Stepping into the 3rd Dimension
This is an old story. During the initial days of my computer graphics experiments, I reinvented the projection technique of 3D graphics. Being too much excited with the Wolfenstein3D game, I was really curious to know how John Carmack did it. The dilemma was that I haven’t covered any computer graphics topics since then, it was really doubtful for me to make it possible under dos. One of the interesting thing is, I used an analogy to evaluate a solution for this problem. Its nothing but the working principles of human eye, a camera, a convex lens or a mirror. All of them maps objects in the 3-Dimensional space into a flat surface. So I went back to take a revisit to the Ray-Optics(Geometrical Optics) taught at school to derive a projection equation based on Lenses or Mirrors.
This a small trick illustrating how to create a 3d version of your 2d graphics functions such as DrawLine(x1, y1, x2, y2) , SetPixel(x, y, color). Let the above two functions, have 3d version DrawLine(x1, y1, z1, x2, y2, z2) and SetPixel(x, y, z, color). Obviously the 3d version has z coordinate. It is a genuine question for a beginner what to do with the z value.

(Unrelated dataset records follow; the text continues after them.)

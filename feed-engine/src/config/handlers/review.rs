use feed_engine_pipeline::errors::ProcessorError;
use feed_engine_pipeline::processor::{Classify, EventPlan, MergeInstruction, payload};
use feed_engine_shared::types::{AggregateAction, CategoryName, Event, GroupingKey};

/// A review was posted. Rating-only reviews carry nothing to show.
pub struct ReviewPostedClassifier;

impl Classify for ReviewPostedClassifier {
    fn classify(&self, event: &Event) -> Result<Option<EventPlan>, ProcessorError> {
        let author = payload::required_actor(event)?;
        if payload::optional_bool(event, "has_text")? == Some(false) {
            return Ok(None);
        }
        let language = payload::optional_str(event, "language")?.map(str::to_string);

        let merge = MergeInstruction::new(GroupingKey::new(AggregateAction::ReviewPosted, Some(author)))
            .add(CategoryName::Reviews, event.entity_id)
            .with_language(language);
        Ok(Some(EventPlan::new().merge(merge)))
    }
}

And here it is what you have to do,
// define focal length, I use 600.00f as the default, // reducing this value will give increase the field of view and // give a wide angle effect for the 3d drawings. #define FL 600.00f
And here is what you have to do,
For each coordinate in space P(x, y, z), do the following calculation to project it on a 2d plane, resulting the coordinates (tx, ty)
tx = x * FL/(FL+z) ty = y * FL/(FL+z)
Let’s try putting these into code,
3D Version of the SetPixel function
// here is the 3d version of the SetPixel function void SetPixel3d(float x, float y, float z, long int color) { float fx, fy; fx = x * FL/(FL+z); fy = y * FL/(FL+z); // call the 2d version of SetPixel function SetPixel((int)fx, (int)fy, color) }
3D version of the DrawLine function
// we just created the 3d version of the line drawing function too void DrawLine(float x1, float y1, float z1, float x2, float y2, float z2) { float fx1, fx2, fy1, fy2; fx1 = x1 * FL/(FL+z1); fy1 = y1 * FL/(FL+z1); // z1 must not be equal to -fZ fx2 = x2 * FL/(FL+z2); // above applies to z2 also fy2 = y2 * FL/(FL+z2); // now call the 2d version of the line drawing function line((int)fx1, (int)fy1, (int)fx2, (int)fy2); // done }
Sample drawings
A wireframe teapot and its shaded version.
Torus
Cylinder
Sphere
Dog face
That’s it !
These are the screenshots of a sample demo application I did. All the data I used here was exported from 3dsMax as an Ascii Scene Export (.ase) file.
The tools I used were Borland Turboc 3.0 under MSDOS. The display mode was 640×480, with 4 bits per pixels (16 colors). The shading in these example is performed by making the 16 colors in the palette into 16 shades of white.